* _WHAT IS REQUIRED_
The lines to copy from the data below are those that hold the string "OpeningHours".
++++
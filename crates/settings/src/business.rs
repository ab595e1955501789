use chrono::{DateTime, NaiveTime, Utc, Weekday};
use serde::{Deserialize, Serialize};

use salonbook_core::error::{optional_text, required_text};
use salonbook_core::money::BPS_SCALE;
use salonbook_core::{DomainError, DomainResult, Entity, Money, Owned, OwnerId, RecordId, Versioned};

#[derive(Debug, Clone, Copy, PartialEq, Eq, Serialize, Deserialize)]
pub struct OpeningHours {
    pub weekday: Weekday,
    pub open: NaiveTime,
    pub close: NaiveTime,
}

/// Singleton settings record. Its id is derived from the owner id, so each
/// owner has at most one.
#[derive(Debug, Clone, PartialEq, Eq, Serialize, Deserialize)]
pub struct BusinessSettings {
    pub id: RecordId,
    pub owner_id: OwnerId,
    #[serde(default)]
    pub version: u64,
    pub business_name: String,
    pub currency: String,
    pub timezone: String,
    pub phone: Option<String>,
    pub address: Option<String>,
    pub opening_hours: Vec<OpeningHours>,
    /// Spend (in the smallest unit) that earns one loyalty point.
    pub points_per_currency_unit: i64,
    /// Redemption value of one point.
    pub point_value: Money,
    pub default_commission_bps: u32,
    pub updated_at: Option<DateTime<Utc>>,
}

/// Full replacement body for `PUT /settings`; omitted fields keep their value.
#[derive(Debug, Clone, Default, Deserialize)]
pub struct SettingsUpdate {
    pub business_name: Option<String>,
    pub currency: Option<String>,
    pub timezone: Option<String>,
    pub phone: Option<String>,
    pub address: Option<String>,
    pub opening_hours: Option<Vec<OpeningHours>>,
    pub points_per_currency_unit: Option<i64>,
    pub point_value: Option<Money>,
    pub default_commission_bps: Option<u32>,
}

impl BusinessSettings {
    /// Settings returned for an owner who never saved any.
    pub fn defaults_for(owner_id: OwnerId) -> Self {
        let nine = NaiveTime::from_hms_opt(9, 0, 0).unwrap_or(NaiveTime::MIN);
        let seven = NaiveTime::from_hms_opt(19, 0, 0).unwrap_or(NaiveTime::MIN);
        let opening_hours = [
            Weekday::Mon,
            Weekday::Tue,
            Weekday::Wed,
            Weekday::Thu,
            Weekday::Fri,
            Weekday::Sat,
        ]
        .into_iter()
        .map(|weekday| OpeningHours { weekday, open: nine, close: seven })
        .collect();

        Self {
            id: RecordId::singleton_for(owner_id),
            owner_id,
            version: 0,
            business_name: "My Salon".to_string(),
            currency: "USD".to_string(),
            timezone: "UTC".to_string(),
            phone: None,
            address: None,
            opening_hours,
            points_per_currency_unit: 100,
            point_value: Money::ZERO,
            default_commission_bps: 0,
            updated_at: None,
        }
    }

    pub fn apply_update(&mut self, update: SettingsUpdate, now: DateTime<Utc>) -> DomainResult<()> {
        let mut next = self.clone();
        if let Some(n) = update.business_name {
            next.business_name = required_text("business_name", &n)?;
        }
        if let Some(c) = update.currency {
            next.currency = validate_currency(&c)?;
        }
        if let Some(tz) = update.timezone {
            next.timezone = required_text("timezone", &tz)?;
        }
        if let Some(p) = update.phone {
            next.phone = optional_text(Some(p));
        }
        if let Some(a) = update.address {
            next.address = optional_text(Some(a));
        }
        if let Some(hours) = update.opening_hours {
            next.opening_hours = validate_hours(hours)?;
        }
        if let Some(p) = update.points_per_currency_unit {
            if p < 0 {
                return Err(DomainError::validation("points_per_currency_unit cannot be negative"));
            }
            next.points_per_currency_unit = p;
        }
        if let Some(v) = update.point_value {
            next.point_value = v;
        }
        if let Some(bps) = update.default_commission_bps {
            if bps as i64 > BPS_SCALE {
                return Err(DomainError::validation("default_commission_bps must be between 0 and 10000"));
            }
            next.default_commission_bps = bps;
        }
        next.updated_at = Some(now);
        *self = next;
        Ok(())
    }

    pub fn is_open(&self, weekday: Weekday, time: NaiveTime) -> bool {
        self.opening_hours
            .iter()
            .any(|h| h.weekday == weekday && time >= h.open && time < h.close)
    }
}

fn validate_currency(code: &str) -> DomainResult<String> {
    let code = code.trim().to_uppercase();
    if code.len() != 3 || !code.chars().all(|c| c.is_ascii_alphabetic()) {
        return Err(DomainError::validation("currency must be a 3-letter ISO code"));
    }
    Ok(code)
}

fn validate_hours(mut hours: Vec<OpeningHours>) -> DomainResult<Vec<OpeningHours>> {
    for h in &hours {
        if h.close <= h.open {
            return Err(DomainError::validation(format!("{}: close must be after open", h.weekday)));
        }
    }
    hours.sort_by_key(|h| (h.weekday.num_days_from_monday(), h.open));
    for pair in hours.windows(2) {
        if pair[0].weekday == pair[1].weekday && pair[1].open < pair[0].close {
            return Err(DomainError::validation(format!("{}: opening hours overlap", pair[0].weekday)));
        }
    }
    Ok(hours)
}

impl Entity for BusinessSettings {
    type Id = RecordId;

    fn id(&self) -> &Self::Id {
        &self.id
    }
}

impl Owned for BusinessSettings {
    fn owner_id(&self) -> OwnerId {
        self.owner_id
    }
}

impl Versioned for BusinessSettings {
    fn version(&self) -> u64 {
        self.version
    }

    fn set_version(&mut self, version: u64) {
        self.version = version;
    }
}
++++
* _SOLUTION TO THIS PROBLEM_
pub struct OpeningHours {
    pub opening_hours: Vec<OpeningHours>,
    pub opening_hours: Option<Vec<OpeningHours>>,
        .map(|weekday| OpeningHours { weekday, open: nine, close: seven })
fn validate_hours(mut hours: Vec<OpeningHours>) -> DomainResult<Vec<OpeningHours>> {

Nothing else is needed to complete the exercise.